== DATA FOR THIS EXERCISE ==
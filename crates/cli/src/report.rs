use lumen_catalog::{CuCatalog, CuValue};
use lumen_lookup::{CuResult, RcrResolution, ReflectanceResolution};
use serde::Serialize;
use serde_json::{json, Value};

#[derive(Debug, Serialize, Clone, Copy, PartialEq, Eq)]
#[serde(rename_all = "lowercase")]
pub enum Status {
    Ok,
    Error,
}

/// JSON envelope printed on stdout in `--json` mode.
#[derive(Debug, Serialize)]
pub struct Response {
    pub status: Status,
    #[serde(skip_serializing_if = "Option::is_none")]
    pub message: Option<String>,
    #[serde(skip_serializing_if = "Value::is_null")]
    pub data: Value,
}

impl Response {
    pub fn error(message: String) -> Self {
        Self {
            status: Status::Error,
            message: Some(message),
            data: Value::Null,
        }
    }
}

/// What a command produced: structured data, its human rendering, and an optional failure
/// that still carries the data (e.g. a lookup rejected by policy).
#[derive(Debug)]
pub struct CommandOutput {
    pub data: Value,
    pub text: String,
    pub failure: Option<String>,
}

impl CommandOutput {
    pub fn ok(data: Value, text: String) -> Self {
        Self {
            data,
            text,
            failure: None,
        }
    }

    pub fn into_response(self) -> Response {
        Response {
            status: if self.failure.is_some() {
                Status::Error
            } else {
                Status::Ok
            },
            message: self.failure,
            data: self.data,
        }
    }
}

pub fn catalog_summary(catalog: &CuCatalog) -> Value {
    let tables: Vec<Value> = catalog
        .tables()
        .iter()
        .map(|table| {
            let (rcr_min, rcr_max) = table.rcr_range();
            json!({
                "ceiling": table.reflectance().ceiling,
                "wall": table.reflectance().wall,
                "floor": table.reflectance().floor,
                "description": table.description(),
                "rows": table.values().len(),
                "rcr_min": rcr_min,
                "rcr_max": rcr_max,
                "monotonic": table.is_monotonic(),
            })
        })
        .collect();
    json!({
        "fixture": catalog.fixture(),
        "table_count": catalog.len(),
        "tables": tables,
    })
}

pub fn render_tables(catalog: &CuCatalog) -> String {
    let mut out = String::new();
    if let Some(fixture) = catalog.fixture() {
        out.push_str(&format!("{fixture}\n"));
    }
    out.push_str("chart      rcr     rows  description\n");
    for table in catalog.tables() {
        let (first, last) = table.rcr_range();
        out.push_str(&format!(
            "{:<10} {:<7} {:<5} {}\n",
            table.reflectance().to_string(),
            format!("{first}-{last}"),
            table.values().len(),
            table.description().unwrap_or("-")
        ));
    }
    out.truncate(out.trim_end().len());
    out
}

pub fn render_validation(label: &str, catalog: &CuCatalog) -> String {
    let mut out = format!("{label}: {} CU table(s) valid", catalog.len());
    for table in catalog.tables() {
        let violations = table.monotonic_violations();
        if !violations.is_empty() {
            let pairs: Vec<String> = violations
                .iter()
                .map(|(lo, hi)| format!("{lo}->{hi}"))
                .collect();
            out.push_str(&format!(
                "\nwarning: {} CU rises with RCR at {}",
                table.reflectance(),
                pairs.join(", ")
            ));
        }
    }
    out
}

pub fn render_lookup(result: &CuResult) -> String {
    let flags: Vec<&str> = result.flags().iter().map(|flag| flag.as_str()).collect();
    let mut out = format!("CU {:.3} ({})", result.cu, flags.join(", "));

    match result.reflectance_resolution {
        ReflectanceResolution::Exact => {
            out.push_str(&format!("\n  chart: {}", result.table));
        }
        ReflectanceResolution::Approximated { distance } => {
            out.push_str(&format!(
                "\n  chart: {} (nearest to requested {}, off by {distance} points)",
                result.table, result.requested
            ));
        }
    }

    match result.rcr_resolution {
        RcrResolution::Exact { rcr } => {
            out.push_str(&format!("\n  rcr: {rcr} (tabulated row)"));
        }
        RcrResolution::Interpolated { lower, upper } => {
            out.push_str(&format!(
                "\n  rcr: {:.2} (between rows {lower} and {upper})",
                result.rcr
            ));
        }
        RcrResolution::Extrapolated { boundary } => {
            out.push_str(&format!(
                "\n  rcr: {:.2} (outside the chart, clamped to row {boundary})",
                result.rcr
            ));
            out.push_str("\nwarning: zonal cavity CU is not valid far outside the tabulated rows");
        }
    }

    if result.non_monotonic_table {
        out.push_str("\nwarning: chart CU rises with RCR; check the source data");
    }
    out
}

pub fn render_values(values: &[CuValue]) -> String {
    let mut out = String::from("rcr\tcu");
    for value in values {
        out.push_str(&format!("\n{}\t{}", value.rcr, value.cu));
    }
    out
}

#[cfg(test)]
mod tests {
    use super::*;
    use lumen_catalog::load_str;
    use lumen_lookup::lookup;

    fn catalog() -> CuCatalog {
        load_str(
            r#"{"fixture": "Test fixture", "tables": [{
                "description": "sample",
                "ceilingReflectance": 70, "wallReflectance": 50, "floorReflectance": 20,
                "cuValues": [{"rcr": 1, "cu": 0.65}, {"rcr": 2, "cu": 0.55}]
            }]}"#,
        )
        .unwrap()
    }

    #[test]
    fn lookup_text_names_the_chart_used() {
        let result = lookup(&catalog(), 80, 50, 20, 1.5).unwrap();
        let text = render_lookup(&result);
        assert!(
            text.starts_with("CU 0.600 (interpolated, reflectance-approximated)"),
            "{text}"
        );
        assert!(text.contains("chart: 70/50/20 (nearest to requested 80/50/20"), "{text}");
        assert!(text.contains("between rows 1 and 2"), "{text}");
    }

    #[test]
    fn extrapolated_lookup_text_warns() {
        let result = lookup(&catalog(), 70, 50, 20, 9.0).unwrap();
        let text = render_lookup(&result);
        assert!(text.contains("clamped to row 2"), "{text}");
        assert!(text.contains("warning:"), "{text}");
    }

    #[test]
    fn header_keeps_extrapolation_visible_when_approximated() {
        let result = lookup(&catalog(), 80, 50, 20, 9.0).unwrap();
        let text = render_lookup(&result);
        assert!(
            text.starts_with("CU 0.550 (extrapolated, reflectance-approximated)"),
            "{text}"
        );
    }

    #[test]
    fn tables_text_lists_each_chart() {
        let text = render_tables(&catalog());
        assert!(text.starts_with("Test fixture\n"), "{text}");
        assert!(text.contains("70/50/20"), "{text}");
        assert!(text.ends_with("sample"), "{text}");
    }

    #[test]
    fn failed_output_becomes_error_envelope() {
        let output = CommandOutput {
            data: json!({"cu": 0.5}),
            text: String::new(),
            failure: Some("extrapolated".to_string()),
        };
        let value = serde_json::to_value(output.into_response()).unwrap();
        assert_eq!(value["status"], "error");
        assert_eq!(value["message"], "extrapolated");
        assert_eq!(value["data"]["cu"], 0.5);
    }
}
use thiserror::Error;

pub type Result<T> = std::result::Result<T, LookupError>;

#[derive(Error, Debug, PartialEq)]
pub enum LookupError {
    #[error("No CU table matches the requested reflectances: the catalog is empty")]
    NoReflectanceMatch,

    #[error("Invalid {surface} reflectance: {percent}% (expected 0..=100)")]
    InvalidReflectance { surface: &'static str, percent: u8 },

    #[error("Invalid room cavity ratio: {0}")]
    InvalidRcr(f64),

    #[error("CU table has no rows")]
    EmptyTable,

    #[error("CU table rows are not in ascending RCR order: {rcr} follows {previous}")]
    UnorderedTable { rcr: u32, previous: u32 },

    #[error("Invalid room dimensions: {0}")]
    InvalidRoomDimensions(String),
}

== ASSIGNMENT ==
Return only the lines from the beginning of the material up to and including the line with "pub fn into_response(self)", exactly as written.

== SOLUTION ==
filename crates/cli/src/report.rs
use lumen_catalog::{CuCatalog, CuValue};
use lumen_lookup::{CuResult, RcrResolution, ReflectanceResolution};
use serde::Serialize;
use serde_json::{json, Value};

#[derive(Debug, Serialize, Clone, Copy, PartialEq, Eq)]
#[serde(rename_all = "lowercase")]
pub enum Status {
    Ok,
    Error,
}

/// JSON envelope printed on stdout in `--json` mode.
#[derive(Debug, Serialize)]
pub struct Response {
    pub status: Status,
    #[serde(skip_serializing_if = "Option::is_none")]
    pub message: Option<String>,
    #[serde(skip_serializing_if = "Value::is_null")]
    pub data: Value,
}

impl Response {
    pub fn error(message: String) -> Self {
        Self {
            status: Status::Error,
            message: Some(message),
            data: Value::Null,
        }
    }
}

/// What a command produced: structured data, its human rendering, and an optional failure
/// that still carries the data (e.g. a lookup rejected by policy).
#[derive(Debug)]
pub struct CommandOutput {
    pub data: Value,
    pub text: String,
    pub failure: Option<String>,
}

impl CommandOutput {
    pub fn ok(data: Value, text: String) -> Self {
        Self {
            data,
            text,
            failure: None,
        }
    }

    pub fn into_response(self) -> Response {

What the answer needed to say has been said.